I think we all have a dark, animalistic part of ourselves.
— Nandipha Mntambo
In explaining this work, Nandipha Mntambo notes that “Europa came from an interest in Greek mythology and wanting to look directly at the combination of a half-bull and a half-human woman.” In the Greek myth, “Europa, the daughter of Phoenix, is seduced by Zeus, who hides in the form of a white bull—an ultimate disguise. She had three sons by Zeus who all became rulers. That led to her being the queen of what we imagine Europe to be. She also reminds me about confronting parts of myself that I don’t like, or the human and animal in myself.”
In this digitally altered self-portrait, Mnatambo invites us to follow her lead and search for the not-quite-human in ourselves.

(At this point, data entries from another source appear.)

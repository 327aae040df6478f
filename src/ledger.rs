//! Persistent progress ledger.
//!
//! The ledger is the single source of truth for "is this file already backed
//! up". An entry exists for a source id iff that file has been downloaded,
//! re-uploaded, and validated in some past or current run. The persisted
//! document has exactly two top-level fields (`backed_up_files`, `last_run`)
//! and is replaced atomically on every flush so an interrupted run can never
//! leave a corrupt or partial log behind.

use std::collections::HashMap;
use std::path::{Path, PathBuf};
use std::sync::Mutex;

use chrono::{DateTime, Utc};
use serde::{Deserialize, Serialize};
use tracing::{debug, info};

use crate::utils::errors::EngineError;

/// Record of one completed mirror, keyed by the source item id.
#[derive(Debug, Clone, Serialize, Deserialize, PartialEq)]
#[serde(rename_all = "camelCase")]
pub struct LedgerEntry {
    /// Id of the created copy at the destination.
    pub dest_id: String,
    /// Byte length observed at successful validation time.
    pub size: u64,
    /// Source checksum confirmed at validation time, when the backend provides one.
    pub checksum: Option<String>,
    pub completed_at: DateTime<Utc>,
}

/// The persisted document.
#[derive(Debug, Default, Serialize, Deserialize)]
pub struct BackupLog {
    pub backed_up_files: HashMap<String, LedgerEntry>,
    pub last_run: Option<DateTime<Utc>>,
}

/// In-memory view of the backup log plus its on-disk location.
///
/// `has` is query-only; `record` performs the check-then-insert as a single
/// atomic step under the internal mutex, so two workers can never both claim
/// completion of the same item.
pub struct Ledger {
    path: PathBuf,
    state: Mutex<BackupLog>,
}

impl Ledger {
    /// Load the ledger from `path`.
    ///
    /// A missing file yields a fresh empty log. An unreadable or corrupt file
    /// is a fatal configuration error for the run: silently discarding history
    /// would cause a full-cost re-transfer, so recovery is left to the explicit
    /// [`Ledger::reset`] administrative action.
    pub fn load(path: impl Into<PathBuf>) -> Result<Self, EngineError> {
        let path = path.into();
        let log = if path.exists() {
            let raw = std::fs::read_to_string(&path).map_err(|e| {
                EngineError::Ledger(format!("cannot read {}: {}", path.display(), e))
            })?;
            let log: BackupLog = serde_json::from_str(&raw).map_err(|e| {
                EngineError::Ledger(format!("corrupt log {}: {}", path.display(), e))
            })?;
            info!(
                "Loaded ledger: {} entries, last run: {:?}",
                log.backed_up_files.len(),
                log.last_run
            );
            log
        } else {
            debug!("No ledger at {}, starting fresh", path.display());
            BackupLog::default()
        };

        Ok(Self {
            path,
            state: Mutex::new(log),
        })
    }

    /// Whether `item_id` already has a completed entry. Side-effect-free.
    pub fn has(&self, item_id: &str) -> bool {
        let state = self.state.lock().unwrap();
        state.backed_up_files.contains_key(item_id)
    }

    /// Number of completed entries.
    pub fn len(&self) -> usize {
        let state = self.state.lock().unwrap();
        state.backed_up_files.len()
    }

    pub fn is_empty(&self) -> bool {
        self.len() == 0
    }

    /// Insert an entry for `item_id` unless one already exists.
    ///
    /// Returns `true` if the entry was newly inserted. Check and insert happen
    /// under one lock acquisition.
    pub fn record(&self, item_id: &str, entry: LedgerEntry) -> bool {
        let mut state = self.state.lock().unwrap();
        if state.backed_up_files.contains_key(item_id) {
            return false;
        }
        state.backed_up_files.insert(item_id.to_string(), entry);
        true
    }

    /// Entry for `item_id`, if present.
    pub fn get(&self, item_id: &str) -> Option<LedgerEntry> {
        let state = self.state.lock().unwrap();
        state.backed_up_files.get(item_id).cloned()
    }

    /// Persist the current state, replacing the log file atomically.
    ///
    /// The document is written to a temporary file in the same directory and
    /// renamed over the target, so every observable file content is a complete
    /// valid document.
    pub fn flush(&self) -> Result<(), EngineError> {
        let state = self.state.lock().unwrap();
        self.write_document(&state)
    }

    /// Stamp `last_run` with the current time and persist. Called once at run end.
    pub fn finalize(&self) -> Result<(), EngineError> {
        let mut state = self.state.lock().unwrap();
        state.last_run = Some(Utc::now());
        self.write_document(&state)
    }

    /// Explicit administrative reset: overwrite the document with
    /// `{backed_up_files: {}, last_run: null}`. Never invoked on error paths.
    pub fn reset(&self) -> Result<(), EngineError> {
        let mut state = self.state.lock().unwrap();
        *state = BackupLog::default();
        info!("Ledger reset: {}", self.path.display());
        self.write_document(&state)
    }

    fn write_document(&self, state: &BackupLog) -> Result<(), EngineError> {
        let json = serde_json::to_string_pretty(state)
            .map_err(|e| EngineError::Ledger(format!("serialize failed: {}", e)))?;

        let dir = self.path.parent().filter(|p| !p.as_os_str().is_empty());
        let mut tmp = tempfile::NamedTempFile::new_in(dir.unwrap_or(Path::new(".")))
            .map_err(|e| EngineError::Ledger(format!("temp file failed: {}", e)))?;

        use std::io::Write;
        tmp.write_all(json.as_bytes())
            .and_then(|_| tmp.as_file().sync_all())
            .map_err(|e| EngineError::Ledger(format!("write failed: {}", e)))?;

        tmp.persist(&self.path)
            .map_err(|e| EngineError::Ledger(format!("replace failed: {}", e)))?;

        debug!("Flushed ledger ({} entries)", state.backed_up_files.len());
        Ok(())
    }
}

My clothes and accessories are precisely akin to a painter’s palette, and my body, akin to the canvas.
— Iké Udé
Iké Udé’s work plays with categories, crossing and transgressing boundaries. As much a performance artist as a photographer, Udé stages elaborately conceived self-portraits. With a keen eye on the world of high fashion, he draws on clothes and accessories from around the globe to create a style he labels “post-dandyism,” reviving a nineteenth-century term for men dedicated to precise and theatrical self-fashioning. In so doing, he both celebrates and demands the freedom available to an artist who moves in circles of global glamour that stretch from Lagos to Los Angeles.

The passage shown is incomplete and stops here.